Весной 528 года небольшой бриг совершал свой обычный пассажирский рейс вдоль азиатского берега между Халседоном и Константинополем. В утро нашего рассказа, а день этот был праздничный, был днем святого Георгия, судно переполняли паломники, направляющиеся в великий город, чтобы принять участие в религиозных праздничных торжествах, которыми всегда отмечается день этого святого великомученика — одного из самых почитаемых святых из всего огромного сонма святых Восточной церкви. Погода стояла прекрасная, дул легкий бриз, так что пассажиры в приподнятом, праздничном настроении наслаждались без приступов морской болезни многочисленными красивыми сооружениями, которыми отмечены подступы к пышной и самой величайшей столице во всем мире.
На носу маленького брига стояли два путника любопытного вида. Один, очень красивый мальчик лет десяти-двенадцати, с тонкими, правильными чертами лица, темными вьющимися волосами и живыми карими глазами, которые светились умом и радостью жизни. Второй, старый и исхудалый, с изможденным лицом и серой бородой, суровые черты лица которого то и дело озаряла улыбка, когда он видел, с каким радостным волнением и любопытством его юный спутник разглядывает отдаленный красивый город и множество судов, снующих по узкому проливу.
— Смотри, смотри! — кричал мальчик. — Видишь эти большие красивые корабли, которые выплывают вон из того маленького залива? Наверняка, отец благочинный, это самые большие корабли из всех на свете.
Старик, который был настоятелем монастыря святого Никифора в Антиохии, положил руку на плечо мальчика.
— Тише, Лев, не кричи, так громко, ибо, пока мы не повидались с твоей матерью, нам надо таиться. А эти красные галеры, они и вправду самые крупные из всех, ибо это боевые корабли императорского военного флота, которые вышли из Феодосийской гавани. Как только обогнем вон тот зеленый мыс, так сразу попадем в бухту Золотой Рог, где стоят на якоре торговые суда. Теперь, Лев, посмотри вон за те здания и большой собор. Видишь длинный ряд колонн, стоящих лицом к морю? Это императорский дворец.
Мальчик с большим интересом посмотрел в указанном направлении.
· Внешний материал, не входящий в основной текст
//! Error types for the papercheck library.
//!
//! Every variant here is **fatal for the run**: there are no automatic
//! retries anywhere, and a failed run must be restarted by the caller.
//! One class of failure is deliberately *not* represented here: a response
//! whose JSON shape does not match expectations. That degrades to a fixed
//! fallback report text (see [`crate::pipeline::extract`]) because the
//! caller never treats it as abnormal — the run still renders a result.

use std::path::PathBuf;
use thiserror::Error;

/// Maximum number of bytes of an error response body kept for diagnostics.
pub(crate) const ERROR_BODY_LIMIT: usize = 400;

/// All fatal errors returned by the papercheck library.
#[derive(Debug, Error)]
pub enum PapercheckError {
    // ── Setup errors ──────────────────────────────────────────────────────
    /// The review instructions could not be fetched from their remote
    /// location. Nothing can run without them.
    #[error("Failed to fetch review instructions from '{url}': {reason}\nTry again later or provide a local prompt file.")]
    PromptFetchFailed { url: String, reason: String },

    /// A local prompt file was named but could not be read.
    #[error("Failed to read prompt file '{path}': {source}")]
    PromptFileUnreadable {
        path: PathBuf,
        #[source]
        source: std::io::Error,
    },

    // ── Input validation errors ──────────────────────────────────────────
    /// No API key was supplied. Rejected before any network activity.
    #[error("No API key provided.\nPass --api-key or set GEMINI_API_KEY.")]
    MissingApiKey,

    /// Input file was not found at the given path.
    #[error("PDF file not found: '{path}'\nCheck the path exists and is readable.")]
    FileNotFound { path: PathBuf },

    /// Process does not have read permission on the file.
    #[error("Permission denied reading '{path}'\nTry: chmod +r {path:?}")]
    PermissionDenied { path: PathBuf },

    /// The file exists and was read, but is not a PDF.
    #[error("File is not a valid PDF: '{path}'\nFirst bytes: {magic:?}")]
    NotAPdf { path: PathBuf, magic: [u8; 4] },

    // ── Service errors ────────────────────────────────────────────────────
    /// The request could not be sent at all (connection refused, DNS, TLS).
    #[error("Could not reach the analysis service: {reason}\nCheck your internet connection.")]
    RequestFailed { reason: String },

    /// The analysis service answered with a non-success HTTP status.
    /// `body` is truncated to keep diagnostics readable.
    #[error("Analysis failed (HTTP {status}).\nService said: {body}")]
    ServiceFailure { status: u16, body: String },

    // ── I/O errors ────────────────────────────────────────────────────────
    /// Could not create or write an output file (report or CSV).
    #[error("Failed to write output file '{path}': {source}")]
    OutputWriteFailed {
        path: PathBuf,
        #[source]
        source: std::io::Error,
    },

    // ── Config errors ─────────────────────────────────────────────────────
    /// Builder validation failed.
    #[error("Invalid configuration: {0}")]
    InvalidConfig(String),

    // ── Catch-all ─────────────────────────────────────────────────────────
    /// Unexpected internal error.
    #[error("Internal error: {0}")]
    Internal(String),
}

/// Truncate a service response body for diagnostic display.
pub(crate) fn truncate_body(body: &str) -> String {
    if body.len() <= ERROR_BODY_LIMIT {
        return body.to_string();
    }
    // Cut on a char boundary at or below the limit.
    let mut end = ERROR_BODY_LIMIT;
    while !body.is_char_boundary(end) {
        end -= 1;
    }
    format!("{}\u{2026}", &body[..end])
}

#[cfg(test)]
mod tests {
    use super::*;

    #[test]
    fn service_failure_display() {
        let e = PapercheckError::ServiceFailure {
            status: 429,
            body: "quota exceeded".into(),
        };
        let msg = e.to_string();
        assert!(msg.contains("429"), "got: {msg}");
        assert!(msg.contains("quota exceeded"));
    }

    #[test]
    fn missing_key_mentions_env_var() {
        assert!(PapercheckError::MissingApiKey
            .to_string()
            .contains("GEMINI_API_KEY"));
    }

    #[test]
    fn truncate_body_short_passthrough() {
        assert_eq!(truncate_body("ok"), "ok");
    }

    #[test]
    fn truncate_body_limits_length() {
        let long = "x".repeat(1000);
        let t = truncate_body(&long);
        assert!(t.len() <= ERROR_BODY_LIMIT + '\u{2026}'.len_utf8());
        assert!(t.ends_with('\u{2026}'));
    }

    #[test]
    fn truncate_body_respects_char_boundaries() {
        let long = "é".repeat(400);
        let t = truncate_body(&long);
        assert!(t.ends_with('\u{2026}'));
    }
}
— И моя мать живет там? — прошептал он.
— Да, мой мальчик, твоя мать, великая императрица Феодора и ее муж, великий Юстиниан, живут в этом дворце.
Мальчик взглянул пытливо в лицо старику.
— Отец Лука, а ты уверен, что моя мать в самом деле будет рада видеть меня?
Настоятель отвернулся, чтобы избежать вопрошающего взгляда мальчика.
— Ничего нельзя сказать точно, Лев. Но попробовать надо. Если окажется, что там нет места для тебя, мы тебе всегда будем рады в нашем монастыре.
— Отец Лука, а почему ты не известил мою мать, что мы приедем? Почему ты не подождал ее распоряжений?
— На расстоянии, Лев, легче отказать. Императорский гонец задержал бы нас, и все. Но когда она увидит тебя, Лев, твои глаза, так похожие на ее собственные, лицо твое, которое напомнит ей того, кого она когда-то любила, тогда, если в груди ее бьется живое сердце, а не камень, оно откроется для тебя. Говорят, император ни в чем не может ей отказать. У них нет собственных детей. И тебя. Лев, ждет великое будущее. Когда оно наступит, не забудь тогда бедную братию монастыря святого Никифора, которая приютила тебя, когда у тебя не было никого на свете.
Десять лет назад несчастная богомерзкая женщина, одно имя которой вызывало омерзение на Востоке, где она была столь же известна своим распутством, как знаменита своей красотой, подошла к воротам маленького уединенного монастыря и упросила монахов взять на воспитание ее малютку сына, свидетельство ее греха. Там он и пребывал с тех пор.
Сама же Феодора, продажная шлюха, вернулась в столицу и благодаря необычайному повороту колеса Фортуны вначале увлекла, а потом и завоевала прочную и глубокую любовь Юстиниана, наследника трона. И когда его дядя, император Юстин, умер, молодой человек сделался самым великим и могущественным монархом на свете и не только возвысил Феодору до положения своей супруги и императрицы, но и дал ей неограниченную власть, равную по могуществу и независимости его собственной. И вот эта женщина, некогда развратная и скверная, обрела чувство собственного достоинства и гордости, отрезала напрочь все то, что напоминало хоть чем-то о ее прошлой жизни, и скоро доказала свою способность быть великой императрицей, более сильной и мудрой, чем ее супруг, и между тем жестокой, мстительной и непреклонной, став поддержкой для друзей и беспощадной для врагов. Такова была женщина, к которой настоятель, отец Лука из Антиохии, вез Льва, ею забытого сына. Если Феодора и вспоминала когда-либо те далекие дни, когда она, покинутая своим любовником Эцеболусом, правителем африканского Пентаполиса, прошла пешком через всю Малую Азию, чтобы оставить свое дитя у монахов, то единственная мысль, которая при этом у нее возникала, так это о том, что монастырская братия далека от мирских дел и никогда не отождествит императрицу Феодору с той несчастной скиталицей Феодорой, и потому плод ее греха навсегда останется тайной для ее царственного супруга.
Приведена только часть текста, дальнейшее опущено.